Hybridization protocol
cDNA was hybridized to Operon-Microarray-Chips (Eurofins MWG Operon, Alabama, USA). Sample labeling and array hybridization were performed as described previously (Hartmann CH, Klein CA. Gene expression profiling of single cells on large-scale oligonucleotide arrays. Nucleic acids research. 2006;34(21):e143).
Scan protocol
Slides were scanned on a GenePix 4000A Array Scanner. Images were gridded and spots were quantified using GenePix Pro 4.1 software. Features and areas of obvious defects were manually flagged and excluded.
Data processing
Gene expression analysis was performed for 10 normal, 7 ADH, 19 primary tumor and 7 lung metastatic tissue samples.

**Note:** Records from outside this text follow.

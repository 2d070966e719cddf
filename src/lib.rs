//! `roll-length` library crate.
//!
//! Estimates the caliper (thickness) of wound sheet material from unwind
//! measurements, and computes roll length from caliper and roll geometry.
//!
//! The binary (`roll`) is a thin wrapper around this library so that:
//!
//! - core logic is testable without spawning processes
//! - the calculations can be used directly with in-memory data

pub mod app;
pub mod caliper;
pub mod cli;
pub mod data;
pub mod domain;
pub mod error;
pub mod io;
pub mod length;
pub mod math;
pub mod plot;
pub mod report;

pub use caliper::{calculate_caliper, estimate, estimate_caliper, fit, transform};
pub use domain::{LinearFitResult, Measurement, MeasurementSet, RollGeometry, TransformedSet};
pub use error::{AppError, RollError};
pub use length::calculate_length;
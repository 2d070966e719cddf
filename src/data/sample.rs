//! Synthetic unwind measurements for a roll of known caliper.
//!
//! Diameters are spaced evenly from the core to the full roll. The length at
//! each diameter is the unrounded wound length between that diameter and the
//! core, optionally perturbed by seeded multiplicative Gaussian noise.

use rand::SeedableRng;
use rand::rngs::StdRng;
use rand_distr::{Distribution, Normal};

use crate::domain::{Measurement, MeasurementSet, RollGeometry, SampleOptions};
use crate::error::{AppError, RollError};
use crate::length::wound_length_m;

/// Upper bound on synthetic measurements per call.
pub const MAX_SAMPLE_COUNT: usize = 100_000;

pub fn synthesize_measurements(
    geometry: &RollGeometry,
    caliper_mm: f64,
    options: &SampleOptions,
) -> Result<MeasurementSet, AppError> {
    if options.count < 2 {
        return Err(RollError::InsufficientData(format!(
            "sample count must be at least 2, got {}",
            options.count
        ))
        .into());
    }
    if options.count > MAX_SAMPLE_COUNT {
        return Err(AppError::new(
            2,
            format!("Sample count must be at most {MAX_SAMPLE_COUNT}, got {}.", options.count),
        ));
    }
    if !(options.noise_rel.is_finite() && options.noise_rel >= 0.0) {
        return Err(AppError::new(2, "Noise level must be a non-negative number."));
    }
    // Validates geometry and caliper before any sampling.
    wound_length_m(geometry, caliper_mm)?;

    let mut rng = StdRng::seed_from_u64(options.seed);
    let normal = Normal::new(0.0, 1.0)
        .map_err(|e| AppError::new(4, format!("Noise distribution error: {e}")))?;

    let core = geometry.diam_core_mm;
    let span = geometry.diam_roll_mm - core;
    let mut measurements = Vec::with_capacity(options.count);

    for i in 0..options.count {
        let u = i as f64 / (options.count as f64 - 1.0);
        let diameter_mm = core + u * span;

        let mut length_m = if i == 0 {
            0.0
        } else {
            let at = RollGeometry {
                diam_roll_mm: diameter_mm,
                diam_core_mm: core,
            };
            wound_length_m(&at, caliper_mm)?
        };

        if options.noise_rel > 0.0 {
            let z: f64 = normal.sample(&mut rng);
            length_m = (length_m * (1.0 + options.noise_rel * z)).max(0.0);
        }

        measurements.push(Measurement::new(diameter_mm, length_m)?);
    }

    Ok(MeasurementSet::new(measurements)?)
}

#[cfg(test)]
mod tests {
    use super::*;
    use crate::caliper::estimate_caliper;
    use crate::length::calculate_length;

    #[test]
    fn caliper_round_trips_through_length() {
        let geometry = RollGeometry::new(120.5, 43.2).unwrap();
        let caliper = 0.47;

        let length = calculate_length(&geometry, caliper).unwrap();
        assert_eq!(length, 21.1);

        let set = synthesize_measurements(&geometry, caliper, &SampleOptions::default()).unwrap();
        assert_eq!(set.len(), 2);
        assert_eq!(set.as_slice()[0].length_m(), 0.0);
        assert!((set.as_slice()[1].length_m() - length).abs() < 0.05);

        let recovered = estimate_caliper(&set).unwrap();
        assert!((recovered - caliper).abs() < 1e-4, "recovered {recovered}");
    }

    #[test]
    fn many_points_recover_caliper() {
        let geometry = RollGeometry::new(150.0, 76.0).unwrap();
        let options = SampleOptions {
            count: 25,
            ..SampleOptions::default()
        };
        let set = synthesize_measurements(&geometry, 0.1234, &options).unwrap();
        assert_eq!(set.len(), 25);
        assert_eq!(set.as_slice()[24].diameter_mm(), 150.0);
        assert!((estimate_caliper(&set).unwrap() - 0.1234).abs() < 1e-4);
    }

    #[test]
    fn noise_is_seeded() {
        let geometry = RollGeometry::new(120.0, 40.0).unwrap();
        let options = SampleOptions {
            count: 10,
            noise_rel: 0.02,
            seed: 7,
        };
        let a = synthesize_measurements(&geometry, 0.5, &options).unwrap();
        let b = synthesize_measurements(&geometry, 0.5, &options).unwrap();
        assert_eq!(a, b);

        let clean = synthesize_measurements(
            &geometry,
            0.5,
            &SampleOptions {
                noise_rel: 0.0,
                ..options
            },
        )
        .unwrap();
        assert_ne!(a, clean);
        assert!(a.iter().all(|m| m.length_m() >= 0.0));
    }

    #[test]
    fn rejects_bad_inputs() {
        let geometry = RollGeometry::new(120.0, 40.0).unwrap();
        let one = SampleOptions {
            count: 1,
            ..SampleOptions::default()
        };
        assert_eq!(synthesize_measurements(&geometry, 0.5, &one).unwrap_err().exit_code(), 3);

        let flat = RollGeometry {
            diam_roll_mm: 40.0,
            diam_core_mm: 40.0,
        };
        let err = synthesize_measurements(&flat, 0.5, &SampleOptions::default()).unwrap_err();
        assert_eq!(err.exit_code(), 2);

        let err = synthesize_measurements(&geometry, 0.0, &SampleOptions::default()).unwrap_err();
        assert_eq!(err.exit_code(), 2);

        let huge = SampleOptions {
            count: usize::MAX,
            ..SampleOptions::default()
        };
        let err = synthesize_measurements(&geometry, 0.5, &huge).unwrap_err();
        assert_eq!(err.exit_code(), 2);
        assert!(err.to_string().contains("at most"));
    }
}
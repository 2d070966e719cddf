//! Shared calculation pipelines used by the CLI handlers.
//!
//! Each function takes a config struct, runs ingest -> calculation, and returns
//! everything the front end needs to print, plot, or export.

use log::info;

use crate::caliper;
use crate::data::synthesize_measurements;
use crate::domain::{
    CaliperConfig, CaliperEstimate, CaliperSource, LengthConfig, MeasurementSet, SynthConfig,
};
use crate::error::AppError;
use crate::io::estimate::read_estimate_json;
use crate::io::ingest::{ColumnNames, CsvSource, IngestedData, MeasurementSource};
use crate::length::calculate_length;

/// All computed outputs of a single `roll caliper` run.
#[derive(Debug, Clone)]
pub struct CaliperRun {
    pub ingest: IngestedData,
    pub estimate: CaliperEstimate,
}

/// Outputs of a `roll length` run.
#[derive(Debug, Clone, Copy, PartialEq)]
pub struct LengthRun {
    pub caliper_mm: f64,
    pub length_m: f64,
}

/// Read the configured CSV and estimate caliper.
pub fn run_caliper(config: &CaliperConfig) -> Result<CaliperRun, AppError> {
    let source = CsvSource::new(
        &config.input,
        ColumnNames {
            diameter: config.diameter_column.clone(),
            length: config.length_column.clone(),
        },
    );
    run_caliper_with_source(&source)
}

/// Estimate caliper from any measurement source.
pub fn run_caliper_with_source(source: &dyn MeasurementSource) -> Result<CaliperRun, AppError> {
    let ingest = source.read_measurements()?;
    let estimate = caliper::estimate(&ingest.measurements)?;
    info!(
        "caliper {:.4} mm from {} points (r2={:.6})",
        estimate.caliper_mm, estimate.fit.n, estimate.fit.r_squared
    );
    Ok(CaliperRun { ingest, estimate })
}

/// Resolve the caliper and compute roll length.
pub fn run_length(config: &LengthConfig) -> Result<LengthRun, AppError> {
    let caliper_mm = match &config.caliper {
        CaliperSource::Value(v) => *v,
        CaliperSource::EstimateFile(path) => {
            let record = read_estimate_json(path)?;
            info!("caliper {:.4} mm from {}", record.caliper_mm, path.display());
            record.caliper_mm
        }
    };
    let length_m = calculate_length(&config.geometry, caliper_mm)?;
    Ok(LengthRun {
        caliper_mm,
        length_m,
    })
}

/// Generate synthetic measurements.
pub fn run_synth(config: &SynthConfig) -> Result<MeasurementSet, AppError> {
    synthesize_measurements(&config.geometry, config.caliper_mm, &config.options)
}
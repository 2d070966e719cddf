//! Shared domain types.
//!
//! All of these are value objects created fresh per calculation. The
//! serializable ones (`LinearFitResult`, `RollGeometry`, `EstimateFile`) can be
//! exported to JSON and reloaded later.

use std::path::PathBuf;

use chrono::{DateTime, Utc};
use serde::{Deserialize, Serialize};

use crate::error::RollError;

/// Millimetres per metre.
pub const MM_PER_M: f64 = 1000.0;

/// One reading taken while unwinding material from a roll.
#[derive(Debug, Clone, Copy, PartialEq)]
pub struct Measurement {
    diameter_mm: f64,
    length_m: f64,
}

impl Measurement {
    /// Build a measurement, rejecting non-positive diameters and negative lengths.
    pub fn new(diameter_mm: f64, length_m: f64) -> Result<Self, RollError> {
        let invalid = |reason| RollError::InvalidMeasurement {
            diameter_mm,
            length_m,
            reason,
        };
        if !diameter_mm.is_finite() || diameter_mm <= 0.0 {
            return Err(invalid("diameter must be a positive number"));
        }
        if !length_m.is_finite() || length_m < 0.0 {
            return Err(invalid("length must be a non-negative number"));
        }
        Ok(Self {
            diameter_mm,
            length_m,
        })
    }

    pub fn diameter_mm(&self) -> f64 {
        self.diameter_mm
    }

    pub fn length_m(&self) -> f64 {
        self.length_m
    }
}

/// An ordered set of at least two measurements with at least two distinct diameters.
#[derive(Debug, Clone, PartialEq)]
pub struct MeasurementSet {
    measurements: Vec<Measurement>,
}

impl MeasurementSet {
    pub fn new(measurements: Vec<Measurement>) -> Result<Self, RollError> {
        if measurements.len() < 2 {
            return Err(RollError::InsufficientData(format!(
                "need at least 2 measurements, got {}",
                measurements.len()
            )));
        }
        let first = measurements[0].diameter_mm;
        if measurements.iter().all(|m| m.diameter_mm == first) {
            return Err(RollError::InsufficientData(format!(
                "all {} measurements share diameter {first} mm",
                measurements.len()
            )));
        }
        Ok(Self { measurements })
    }

    /// Build a set from `(diameter_mm, length_m)` pairs.
    pub fn from_pairs(pairs: &[(f64, f64)]) -> Result<Self, RollError> {
        let measurements = pairs
            .iter()
            .map(|&(d, l)| Measurement::new(d, l))
            .collect::<Result<Vec<_>, _>>()?;
        Self::new(measurements)
    }

    pub fn as_slice(&self) -> &[Measurement] {
        &self.measurements
    }

    pub fn iter(&self) -> std::slice::Iter<'_, Measurement> {
        self.measurements.iter()
    }

    pub fn len(&self) -> usize {
        self.measurements.len()
    }

    /// Always false; kept alongside `len` for the usual slice-like API.
    pub fn is_empty(&self) -> bool {
        self.measurements.is_empty()
    }
}

/// A measurement with its calculated columns.
#[derive(Debug, Clone, Copy, PartialEq)]
pub struct TransformedPoint {
    pub diameter_mm: f64,
    pub diam_m: f64,
    pub diam_m_squared: f64,
    pub length_m: f64,
}

/// The `(diameter², length)` series that the caliper fit runs on.
#[derive(Debug, Clone, PartialEq)]
pub struct TransformedSet {
    pub points: Vec<TransformedPoint>,
}

impl TransformedSet {
    /// Regressor values (`diam_m^2`).
    pub fn xs(&self) -> Vec<f64> {
        self.points.iter().map(|p| p.diam_m_squared).collect()
    }

    /// Response values (`length`).
    pub fn ys(&self) -> Vec<f64> {
        self.points.iter().map(|p| p.length_m).collect()
    }
}

/// Result of a straight-line least-squares fit `y = intercept + slope * x`.
#[derive(Debug, Clone, Copy, PartialEq, Serialize, Deserialize)]
pub struct LinearFitResult {
    pub slope: f64,
    pub intercept: f64,
    pub r_squared: f64,
    pub n: usize,
}

impl LinearFitResult {
    pub fn predict(&self, x: f64) -> f64 {
        self.intercept + self.slope * x
    }
}

/// Physical description of a wound roll. Diameters in millimetres.
#[derive(Debug, Clone, Copy, PartialEq, Serialize, Deserialize)]
pub struct RollGeometry {
    pub diam_roll_mm: f64,
    pub diam_core_mm: f64,
}

impl RollGeometry {
    pub fn new(diam_roll_mm: f64, diam_core_mm: f64) -> Result<Self, RollError> {
        let geometry = Self {
            diam_roll_mm,
            diam_core_mm,
        };
        geometry.validate()?;
        Ok(geometry)
    }

    /// Check that both diameters are positive and the roll is strictly larger than the core.
    pub fn validate(&self) -> Result<(), RollError> {
        let ok = self.diam_roll_mm.is_finite()
            && self.diam_core_mm.is_finite()
            && self.diam_core_mm > 0.0
            && self.diam_roll_mm > self.diam_core_mm;
        if ok {
            Ok(())
        } else {
            Err(RollError::InvalidGeometry {
                diam_roll_mm: self.diam_roll_mm,
                diam_core_mm: self.diam_core_mm,
            })
        }
    }
}

/// Every stage of a caliper estimate, kept for reporting and plotting.
#[derive(Debug, Clone, PartialEq)]
pub struct CaliperEstimate {
    pub transformed: TransformedSet,
    pub fit: LinearFitResult,
    pub caliper_mm: f64,
}

/// Configuration for `roll caliper`, derived from CLI flags (plus defaults).
#[derive(Debug, Clone)]
pub struct CaliperConfig {
    pub input: PathBuf,
    pub diameter_column: String,
    pub length_column: String,

    pub plot: bool,
    pub plot_width: usize,
    pub plot_height: usize,

    pub export_transformed: Option<PathBuf>,
    pub export_estimate: Option<PathBuf>,
}

/// Where `roll length` takes its caliper from.
#[derive(Debug, Clone, PartialEq)]
pub enum CaliperSource {
    Value(f64),
    EstimateFile(PathBuf),
}

/// Configuration for `roll length`.
#[derive(Debug, Clone)]
pub struct LengthConfig {
    pub geometry: RollGeometry,
    pub caliper: CaliperSource,
}

/// Controls for synthetic measurement generation.
#[derive(Debug, Clone, Copy, PartialEq)]
pub struct SampleOptions {
    /// Number of measurements, evenly spaced in diameter from core to roll.
    pub count: usize,
    /// Relative standard deviation of multiplicative length noise (0 disables noise).
    pub noise_rel: f64,
    pub seed: u64,
}

impl Default for SampleOptions {
    fn default() -> Self {
        Self {
            count: 2,
            noise_rel: 0.0,
            seed: 42,
        }
    }
}

/// Configuration for `roll synth`.
#[derive(Debug, Clone)]
pub struct SynthConfig {
    pub geometry: RollGeometry,
    pub caliper_mm: f64,
    pub options: SampleOptions,
    pub output: Option<PathBuf>,
}

/// A saved caliper estimate (JSON).
#[derive(Debug, Clone, PartialEq, Serialize, Deserialize)]
pub struct EstimateFile {
    pub tool: String,
    pub generated_at: DateTime<Utc>,
    pub source: String,
    pub n_points: usize,
    pub fit: LinearFitResult,
    pub caliper_mm: f64,
}

#[cfg(test)]
mod tests {
    use super::*;

    #[test]
    fn measurement_rejects_bad_values() {
        assert!(Measurement::new(0.0, 1.0).is_err());
        assert!(Measurement::new(-5.0, 1.0).is_err());
        assert!(Measurement::new(f64::NAN, 1.0).is_err());
        assert!(Measurement::new(40.0, -0.1).is_err());
        assert!(Measurement::new(40.0, 0.0).is_ok());
    }

    #[test]
    fn single_row_set_is_insufficient() {
        let err = MeasurementSet::from_pairs(&[(40.0, 0.0)]).unwrap_err();
        assert!(matches!(err, RollError::InsufficientData(_)));
    }

    #[test]
    fn identical_diameters_are_insufficient() {
        let err = MeasurementSet::from_pairs(&[(80.0, 1.0), (80.0, 2.0), (80.0, 3.0)]).unwrap_err();
        assert!(matches!(err, RollError::InsufficientData(_)));
    }

    #[test]
    fn geometry_requires_roll_larger_than_core() {
        assert!(RollGeometry::new(120.5, 43.2).is_ok());
        for (roll, core) in [(43.2, 43.2), (40.0, 43.2), (120.0, 0.0), (f64::INFINITY, 40.0)] {
            let err = RollGeometry::new(roll, core).unwrap_err();
            assert!(matches!(err, RollError::InvalidGeometry { .. }), "{roll}/{core}");
        }
    }
}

Libraries chosen for gene expression analysis demonstrated good expression of GAPDH, beta-actin and CD30 . cDNA was hybridized to Operon-Microarray-Chips (Eurofins MWG Operon, Alabama, USA). Sample labeling and array hybridization were performed as described previously (Hartmann and Klein 2006). Microarray data pre-processing was performed in R using the limma package (Smyth and Speed, 2003). Raw probe intensities were background corrected by applying the ‘normexp’ method (Smyth and Speed, 2003). Analyses were restricted to cy5 intensities, since cy3 intensities did not capture fold changes correctly in spike-in experiments of single-cell expression assays (not shown). Loess normalization was used in M versus A plots of individual cy5 intensities of a given transcript in a given array and the median cy5 intensity across all arrays of the same transcript. Log2 ratios were calculated from the normalized intensities and quantile normalization was applied across arrays. All further analysis was based on normalized log ratios. Transcripts present at significantly different levels between groups were identified using standardized linear models as implemented in the limma package (Wettenhall and Smyth 2004). Transcripts were considered differentially expressed when their corresponding adjusted p-value (Benjamini, et al 2001) was p<=0.05.
Cell density, Her2 and progesterone signaling regulate dissemination of breast cancer cells
Data table header descriptions
ID_REF
VALUE
Although the raw data (gpr-files) are two channel, only Cy5 signal was analyzed, the value in the matrix table was calculated according to the defined data processing procedure (see 'data processing').